2013-09-24_Artist_Portrait_Marshall
Marshall Nolen

Artist Janis Fowler draws inspiration for her portrait art from celebrities and her whimsical sense of humor. Fowler’s recent work features “elaborate portraits of hip hop artists, with an over-the-top blinged out, tactile feeling.”

With a mix of artistic skill and technological savviness, Janis Fowler is making a name for herself in the art world. Her astonishingly lifelike portraits, mainly of celebrities, are infused with her whimsical sense of humor. 

Although she shows much of her work in more traditional ways — on the walls of local restaurants including Trudy’s and Opal Divine’s — Fowler is using sites such as Reddit and Twitter to show her work to a much larger audience. Last week, her charcoal portrait of Bill Murray in a top hat and monocle was on thechive.com, which gets 750,000 views per day. 

For Fowler, who is self-taught, it all begins with the eyes. At a bluegrass festival, she met a boy whose artistic skill impressed her so much she followed him around in hopes of learning from him.


 “I was 6 and he was 11, and I’m sure he gave me the most basic of lessons, but I took it so to heart,” Fowler said. “He got me to start drawing eyes — human eyes — and I love them. They’re just so expressive, and they convey so much about a person’s kindness and emotion and coldness, just majesty. I thought if I could capture that, I would be home free.”

Using the people of Austin as her inspiration, as well as a bad-tempered rooster that often chased her when she was riding her bike, she began creating her first true series in 2012, Eastside Zoo. A raccoon in a plaid shirt holds a Pabst Blue Ribbon can while wearing oversized glasses. A cat with a dapper mustache and septum ring smokes a cigarette while wearing a cycling cap and bandana. All are done on locally-produced scratchboard.

“I thought I could make caricatures of these hipsters — they’re my friends and I love them,” Fowler said. “I’m just playfully making fun of them. I’m not trying to be mean at all. I would go down to Shangri-la and do field research, sit and drink some beers with a sketchbook and be like, ‘Look at this hipster right here,’ and write down what he was wearing and why is was so absurd, and then go home and think about it.”

Matt Moore, general manager of Opal Divine’s Penn Field, has had a tough time keeping up with the demand for Fowler’s works, especially the Eastside Zoo series.

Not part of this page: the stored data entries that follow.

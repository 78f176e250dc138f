//! JWT issuing and verification.
//!
//! Two token classes with distinct signing keys: short-lived access tokens
//! and long-lived refresh tokens. Sharing a key would let a stolen refresh
//! token pass the access guard, so the issuer refuses to be built that way
//! (enforced at config load).

use chrono::Utc;
use jsonwebtoken::{
    Algorithm, DecodingKey, EncodingKey, Header, Validation, decode, encode, errors::ErrorKind,
};
use secrecy::{ExposeSecret, SecretString};
use serde::{Deserialize, Serialize};
use tamarind_core::UserId;
use thiserror::Error;

/// Access token lifetime: 15 minutes.
pub const ACCESS_TOKEN_TTL_SECS: i64 = 15 * 60;

/// Refresh token lifetime: 7 days.
pub const REFRESH_TOKEN_TTL_SECS: i64 = 7 * 24 * 60 * 60;

/// Token verification and issuing errors.
#[derive(Debug, Error)]
pub enum TokenError {
    /// The token's signature and shape are fine but it has expired.
    #[error("token expired")]
    Expired,
    /// The token failed verification for any other reason.
    #[error("token invalid")]
    Invalid,
    /// Signing a new token failed.
    #[error("token encoding failed: {0}")]
    Encoding(jsonwebtoken::errors::Error),
}

/// JWT claims carried by both token classes.
#[derive(Debug, Clone, Serialize, Deserialize)]
pub struct Claims {
    /// Subject: the user id in hex.
    pub sub: String,
    /// Issued-at, seconds since the epoch.
    pub iat: i64,
    /// Expiry, seconds since the epoch.
    pub exp: i64,
}

impl Claims {
    fn new(user_id: UserId, ttl_secs: i64) -> Self {
        let now = Utc::now().timestamp();
        Self {
            sub: user_id.to_hex(),
            iat: now,
            exp: now + ttl_secs,
        }
    }

    /// Parse the subject back into a [`UserId`].
    ///
    /// # Errors
    ///
    /// Returns [`TokenError::Invalid`] if the subject is not a valid id.
    pub fn user_id(&self) -> Result<UserId, TokenError> {
        UserId::parse(&self.sub).map_err(|_| TokenError::Invalid)
    }
}

/// An access/refresh token pair issued at login or signup.
#[derive(Debug, Clone)]
pub struct TokenPair {
    pub access_token: String,
    pub refresh_token: String,
}

/// Signs and verifies both token classes.
pub struct TokenIssuer {
    access_encoding: EncodingKey,
    access_decoding: DecodingKey,
    refresh_encoding: EncodingKey,
    refresh_decoding: DecodingKey,
}

impl TokenIssuer {
    #[must_use]
    pub fn new(access_secret: &SecretString, refresh_secret: &SecretString) -> Self {
        let access = access_secret.expose_secret().as_bytes();
        let refresh = refresh_secret.expose_secret().as_bytes();
        Self {
            access_encoding: EncodingKey::from_secret(access),
            access_decoding: DecodingKey::from_secret(access),
            refresh_encoding: EncodingKey::from_secret(refresh),
            refresh_decoding: DecodingKey::from_secret(refresh),
        }
    }

    /// Issue a fresh access/refresh pair for a user.
    ///
    /// # Errors
    ///
    /// Returns [`TokenError::Encoding`] if signing fails.
    pub fn issue_pair(&self, user_id: UserId) -> Result<TokenPair, TokenError> {
        Ok(TokenPair {
            access_token: self.issue_access_token(user_id)?,
            refresh_token: sign(
                &Claims::new(user_id, REFRESH_TOKEN_TTL_SECS),
                &self.refresh_encoding,
            )?,
        })
    }

    /// Issue a fresh access token (used by the refresh endpoint).
    ///
    /// # Errors
    ///
    /// Returns [`TokenError::Encoding`] if signing fails.
    pub fn issue_access_token(&self, user_id: UserId) -> Result<String, TokenError> {
        sign(
            &Claims::new(user_id, ACCESS_TOKEN_TTL_SECS),
            &self.access_encoding,
        )
    }

    /// Verify an access token.
    ///
    /// # Errors
    ///
    /// [`TokenError::Expired`] for lapsed tokens, [`TokenError::Invalid`]
    /// for anything else (bad signature, malformed, wrong class).
    pub fn decode_access(&self, token: &str) -> Result<Claims, TokenError> {
        verify(token, &self.access_decoding)
    }

    /// Verify a refresh token.
    ///
    /// # Errors
    ///
    /// Same mapping as [`Self::decode_access`].
    pub fn decode_refresh(&self, token: &str) -> Result<Claims, TokenError> {
        verify(token, &self.refresh_decoding)
    }
}

fn sign(claims: &Claims, key: &EncodingKey) -> Result<String, TokenError> {
    encode(&Header::new(Algorithm::HS256), claims, key).map_err(TokenError::Encoding)
}

fn verify(token: &str, key: &DecodingKey) -> Result<Claims, TokenError> {
    let validation = Validation::new(Algorithm::HS256);
    match decode::<Claims>(token, key, &validation) {
        Ok(data) => Ok(data.claims),
        Err(e) if matches!(e.kind(), ErrorKind::ExpiredSignature) => Err(TokenError::Expired),
        Err(_) => Err(TokenError::Invalid),
    }
}

#[cfg(test)]
#[allow(clippy::unwrap_used)]
mod tests {
    use super::*;

    fn issuer() -> TokenIssuer {
        TokenIssuer::new(
            &SecretString::from("a".repeat(32)),
            &SecretString::from("b".repeat(32)),
        )
    }

    #[test]
    fn test_round_trip_both_classes() {
        let issuer = issuer();
        let user_id = UserId::new();
        let pair = issuer.issue_pair(user_id).unwrap();

        let access = issuer.decode_access(&pair.access_token).unwrap();
        assert_eq!(access.user_id().unwrap(), user_id);
        assert_eq!(access.exp - access.iat, ACCESS_TOKEN_TTL_SECS);

        let refresh = issuer.decode_refresh(&pair.refresh_token).unwrap();
        assert_eq!(refresh.user_id().unwrap(), user_id);
        assert_eq!(refresh.exp - refresh.iat, REFRESH_TOKEN_TTL_SECS);
    }

    #[test]
    fn test_token_classes_do_not_cross_verify() {
        let issuer = issuer();
        let pair = issuer.issue_pair(UserId::new()).unwrap();

        assert!(matches!(
            issuer.decode_access(&pair.refresh_token),
            Err(TokenError::Invalid)
        ));
        assert!(matches!(
            issuer.decode_refresh(&pair.access_token),
            Err(TokenError::Invalid)
        ));
    }

    #[test]
    fn test_garbage_is_invalid_not_expired() {
        assert!(matches!(
            issuer().decode_access("not.a.jwt"),
            Err(TokenError::Invalid)
        ));
    }

    #[test]
    fn test_expired_token_is_distinguished() {
        let issuer = issuer();
        // Backdate past the default 60s validation leeway.
        let claims = Claims {
            sub: UserId::new().to_hex(),
            iat: Utc::now().timestamp() - 300,
            exp: Utc::now().timestamp() - 120,
        };
        let token = sign(&claims, &issuer.access_encoding).unwrap();

        assert!(matches!(
            issuer.decode_access(&token),
            Err(TokenError::Expired)
        ));
    }

    #[test]
    fn test_tampered_signature_is_invalid() {
        let issuer = issuer();
        let other = TokenIssuer::new(
            &SecretString::from("c".repeat(32)),
            &SecretString::from("d".repeat(32)),
        );
        let pair = other.issue_pair(UserId::new()).unwrap();

        assert!(matches!(
            issuer.decode_access(&pair.access_token),
            Err(TokenError::Invalid)
        ));
    }
}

“Some of Janis’s work won’t stay on the wall for more than a day,” Moore said. “People are always calling up and asking for new stuff from her, so I’m always harassing her for new stuff.” 

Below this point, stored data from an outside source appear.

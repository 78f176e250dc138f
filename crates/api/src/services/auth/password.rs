//! Password hashing with bcrypt.

use super::AuthError;

/// Hash a plaintext password.
///
/// # Errors
///
/// Returns [`AuthError::PasswordHash`] if bcrypt fails (bad cost factor or
/// input over bcrypt's 72-byte limit).
pub fn hash_password(password: &str, cost: u32) -> Result<String, AuthError> {
    bcrypt::hash(password, cost).map_err(|_| AuthError::PasswordHash)
}

/// Verify a plaintext password against a stored hash.
///
/// A malformed stored hash verifies as a mismatch rather than an error, so
/// a corrupted record degrades to a failed login instead of a 500.
#[must_use]
pub fn verify_password(password: &str, hash: &str) -> bool {
    bcrypt::verify(password, hash).unwrap_or(false)
}

#[cfg(test)]
#[allow(clippy::unwrap_used)]
mod tests {
    use super::*;

    // Minimum cost keeps the tests fast.
    const TEST_COST: u32 = 4;

    #[test]
    fn test_hash_and_verify() {
        let hash = hash_password("hunter22", TEST_COST).unwrap();
        assert_ne!(hash, "hunter22");
        assert!(verify_password("hunter22", &hash));
        assert!(!verify_password("hunter23", &hash));
    }

    #[test]
    fn test_same_password_hashes_differently() {
        let a = hash_password("hunter22", TEST_COST).unwrap();
        let b = hash_password("hunter22", TEST_COST).unwrap();
        assert_ne!(a, b);
    }

    #[test]
    fn test_malformed_hash_fails_closed() {
        assert!(!verify_password("hunter22", "not-a-bcrypt-hash"));
    }
}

After the Eastside Zoo series, Fowler turned her attention to celebrity portraits. Inspired by larger-than-life personalities, she mixes in unexpected elements to give humor and character to her creations.  “I wanted to do this series of large, elaborate portraits of hip hop artists, with an over-the-top, blinged out, tactile feeling,” Fowler said. “In this portrait of Snoop [Dogg], there’s a false chamber in the back, and some time this week I’m going to buy a fog machine, and hook that up. That straw in his mouth, I’m going to wrap in a blunt wrapper, and you flip it on and smoke starts blowing out of Snoop’s mouth.”

After she finished the Snoop portrait, Fowler uploaded a video of it in action onto Reddit. Social media gives artists a chance to show their work to a huge audience, outside the world of art galleries, where competition is fierce. 

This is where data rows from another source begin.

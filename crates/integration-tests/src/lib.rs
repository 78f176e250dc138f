//! Integration test harness for Tamarind.
//!
//! Drives the real router in process with the in-memory stores, so the full
//! HTTP surface (routing, extractors, cookies, error bodies) is exercised
//! without MongoDB or Redis.
//!
//! ```rust,ignore
//! let app = TestApp::new();
//! let resp = app.signup("Ada", "ada@example.com", "hunter22").await;
//! assert_eq!(resp.status, StatusCode::CREATED);
//! let cookies = resp.cookie_header();
//! let profile = app.get("/api/auth/profile", Some(&cookies)).await;
//! ```

use std::net::IpAddr;
use std::sync::Arc;

use axum::Router;
use axum::body::Body;
use axum::http::header::{CONTENT_TYPE, COOKIE, SET_COOKIE};
use axum::http::{HeaderMap, Method, Request, StatusCode};
use secrecy::SecretString;
use serde_json::{Value, json};
use tamarind_core::{Price, ProductId, UserId};
use tower::ServiceExt;

use tamarind_api::cache::MemoryCache;
use tamarind_api::config::{ApiConfig, Environment};
use tamarind_api::db::{MemoryProductStore, MemoryUserStore, ProductStore, UserStore};
use tamarind_api::models::Product;
use tamarind_api::routes;
use tamarind_api::services::auth::Claims;
use tamarind_api::state::AppState;

/// Low bcrypt cost keeps the suites fast.
const TEST_BCRYPT_COST: u32 = 4;

fn test_access_secret() -> String {
    "a".repeat(32)
}

fn test_config() -> ApiConfig {
    ApiConfig {
        mongo_uri: SecretString::from("mongodb://localhost:27017"),
        mongo_db: "tamarind_test".to_string(),
        redis_url: SecretString::from("redis://localhost:6379"),
        host: IpAddr::from([127, 0, 0, 1]),
        port: 0,
        access_token_secret: SecretString::from(test_access_secret()),
        refresh_token_secret: SecretString::from("b".repeat(32)),
        bcrypt_cost: TEST_BCRYPT_COST,
        environment: Environment::Development,
        sentry_dsn: None,
    }
}

/// The application plus handles to its in-memory backing stores.
pub struct TestApp {
    router: Router,
    pub users: Arc<MemoryUserStore>,
    pub products: Arc<MemoryProductStore>,
    pub cache: Arc<MemoryCache>,
}

impl Default for TestApp {
    fn default() -> Self {
        Self::new()
    }
}

impl TestApp {
    #[must_use]
    pub fn new() -> Self {
        let users = Arc::new(MemoryUserStore::new());
        let products = Arc::new(MemoryProductStore::new());
        let cache = Arc::new(MemoryCache::new());

        let state = AppState::new(
            test_config(),
            Arc::clone(&users) as Arc<dyn UserStore>,
            Arc::clone(&products) as Arc<dyn ProductStore>,
            Arc::clone(&cache) as Arc<dyn tamarind_api::cache::KeyValueStore>,
        );

        Self {
            router: routes::router(state),
            users,
            products,
            cache,
        }
    }

    /// Send a request through the router.
    ///
    /// # Panics
    ///
    /// Panics if the request cannot be built or the response body is not
    /// JSON (an empty body reads as `Value::Null`).
    pub async fn request(
        &self,
        method: Method,
        uri: &str,
        body: Option<Value>,
        cookies: Option<&str>,
    ) -> TestResponse {
        let mut builder = Request::builder().method(method).uri(uri);
        if let Some(cookies) = cookies {
            builder = builder.header(COOKIE, cookies);
        }

        let request = match body {
            Some(value) => builder
                .header(CONTENT_TYPE, "application/json")
                .body(Body::from(value.to_string())),
            None => builder.body(Body::empty()),
        }
        .expect("failed to build request");

        let response = self
            .router
            .clone()
            .oneshot(request)
            .await
            .expect("router error");

        let status = response.status();
        let headers = response.headers().clone();
        let bytes = axum::body::to_bytes(response.into_body(), usize::MAX)
            .await
            .expect("failed to read body");
        let body = if bytes.is_empty() {
            Value::Null
        } else {
            serde_json::from_slice(&bytes).expect("response body is not JSON")
        };

        TestResponse {
            status,
            headers,
            body,
        }
    }

    pub async fn get(&self, uri: &str, cookies: Option<&str>) -> TestResponse {
        self.request(Method::GET, uri, None, cookies).await
    }

    pub async fn post(&self, uri: &str, body: Value, cookies: Option<&str>) -> TestResponse {
        self.request(Method::POST, uri, Some(body), cookies).await
    }

    pub async fn put(&self, uri: &str, body: Value, cookies: Option<&str>) -> TestResponse {
        self.request(Method::PUT, uri, Some(body), cookies).await
    }

    pub async fn patch(&self, uri: &str, cookies: Option<&str>) -> TestResponse {
        self.request(Method::PATCH, uri, None, cookies).await
    }

    pub async fn delete(&self, uri: &str, body: Value, cookies: Option<&str>) -> TestResponse {
        self.request(Method::DELETE, uri, Some(body), cookies).await
    }

    pub async fn signup(&self, name: &str, email: &str, password: &str) -> TestResponse {
        self.post(
            "/api/auth/signup",
            json!({ "name": name, "email": email, "password": password }),
            None,
        )
        .await
    }

    pub async fn login(&self, email: &str, password: &str) -> TestResponse {
        self.post(
            "/api/auth/login",
            json!({ "email": email, "password": password }),
            None,
        )
        .await
    }

    /// Sign up and return the session cookie header plus the profile body.
    ///
    /// # Panics
    ///
    /// Panics if signup does not return 201.
    pub async fn signup_session(&self, name: &str, email: &str) -> (String, Value) {
        let resp = self.signup(name, email, "hunter22").await;
        assert_eq!(resp.status, StatusCode::CREATED, "signup failed: {:?}", resp.body);
        (resp.cookie_header(), resp.body)
    }

    /// Sign up an account and flip it to admin.
    ///
    /// # Panics
    ///
    /// Panics if signup fails or the returned id is malformed.
    pub async fn signup_admin_session(&self, name: &str, email: &str) -> String {
        let (cookies, profile) = self.signup_session(name, email).await;
        let id = UserId::parse(profile["_id"].as_str().expect("profile has _id"))
            .expect("profile id parses");
        self.users.promote_to_admin(id);
        cookies
    }

    /// Sign an access token with the app's access secret and the given
    /// claims, for presenting aged or otherwise odd tokens to the guard.
    ///
    /// # Panics
    ///
    /// Panics if signing fails.
    #[must_use]
    pub fn sign_access_token(&self, claims: &Claims) -> String {
        jsonwebtoken::encode(
            &jsonwebtoken::Header::new(jsonwebtoken::Algorithm::HS256),
            claims,
            &jsonwebtoken::EncodingKey::from_secret(test_access_secret().as_bytes()),
        )
        .expect("token signs")
    }

    /// Seed one product into the catalog, returning it.
    pub fn seed_product(&self, name: &str, category: &str, cents: i64, featured: bool) -> Product {
        let product = Product {
            id: ProductId::new(),
            name: name.to_string(),
            description: format!("{name} description"),
            price: Price::from_cents(cents),
            image: String::new(),
            category: category.to_string(),
            is_featured: featured,
        };
        self.products.seed(vec![product.clone()]);
        product
    }
}

/// A decoded response: status, headers, and JSON body.
pub struct TestResponse {
    pub status: StatusCode,
    pub headers: HeaderMap,
    pub body: Value,
}

impl TestResponse {
    /// All `Set-Cookie` header values.
    #[must_use]
    pub fn set_cookies(&self) -> Vec<String> {
        self.headers
            .get_all(SET_COOKIE)
            .iter()
            .filter_map(|v| v.to_str().ok())
            .map(String::from)
            .collect()
    }

    /// The `Set-Cookie` entry for a cookie name, if any.
    #[must_use]
    pub fn set_cookie(&self, name: &str) -> Option<String> {
        let prefix = format!("{name}=");
        self.set_cookies()
            .into_iter()
            .find(|c| c.starts_with(&prefix))
    }

    /// The value set for a cookie name, if any.
    #[must_use]
    pub fn cookie_value(&self, name: &str) -> Option<String> {
        let raw = self.set_cookie(name)?;
        let pair = raw.split(';').next()?;
        let (_, value) = pair.split_once('=')?;
        Some(value.to_string())
    }

    /// Build a `Cookie` request header from everything this response set.
    ///
    /// Expired cookies (Max-Age=0) are dropped, mirroring a browser.
    #[must_use]
    pub fn cookie_header(&self) -> String {
        self.set_cookies()
            .iter()
            .filter(|c| !c.contains("Max-Age=0"))
            .filter_map(|c| c.split(';').next())
            .collect::<Vec<_>>()
            .join("; ")
    }

    /// The `message` field of the JSON body.
    ///
    /// # Panics
    ///
    /// Panics if the body has no string `message`.
    #[must_use]
    pub fn message(&self) -> &str {
        self.body["message"]
            .as_str()
            .expect("body has a message field")
    }
}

Mando Gonzalez is an artist and friend of Fowler’s who works at Jerry’s Artarama. He’s one of the people Fowler turns to if she needs advice.

“There’s more artists than there are places to show, a lot of the traditional galleries around town are just that, traditional,” Gonzalez said. “There are new and upcoming places, like the Canopy and the Pump Project Art Complex. Things are finally changing.”  

Fowler earns about half of her income through the sale of her original work, prints and commissions, although art is something she would be doing regardless of getting paid.

“I don’t feel like I’m actually working, and I’m not, because I love what I’m doing,” Fowler said. “Although I put in a lot of work and a whole bunch of hours. Basically every day I wake up and ask myself ‘what do I want to make today?’ and then I make that thing.”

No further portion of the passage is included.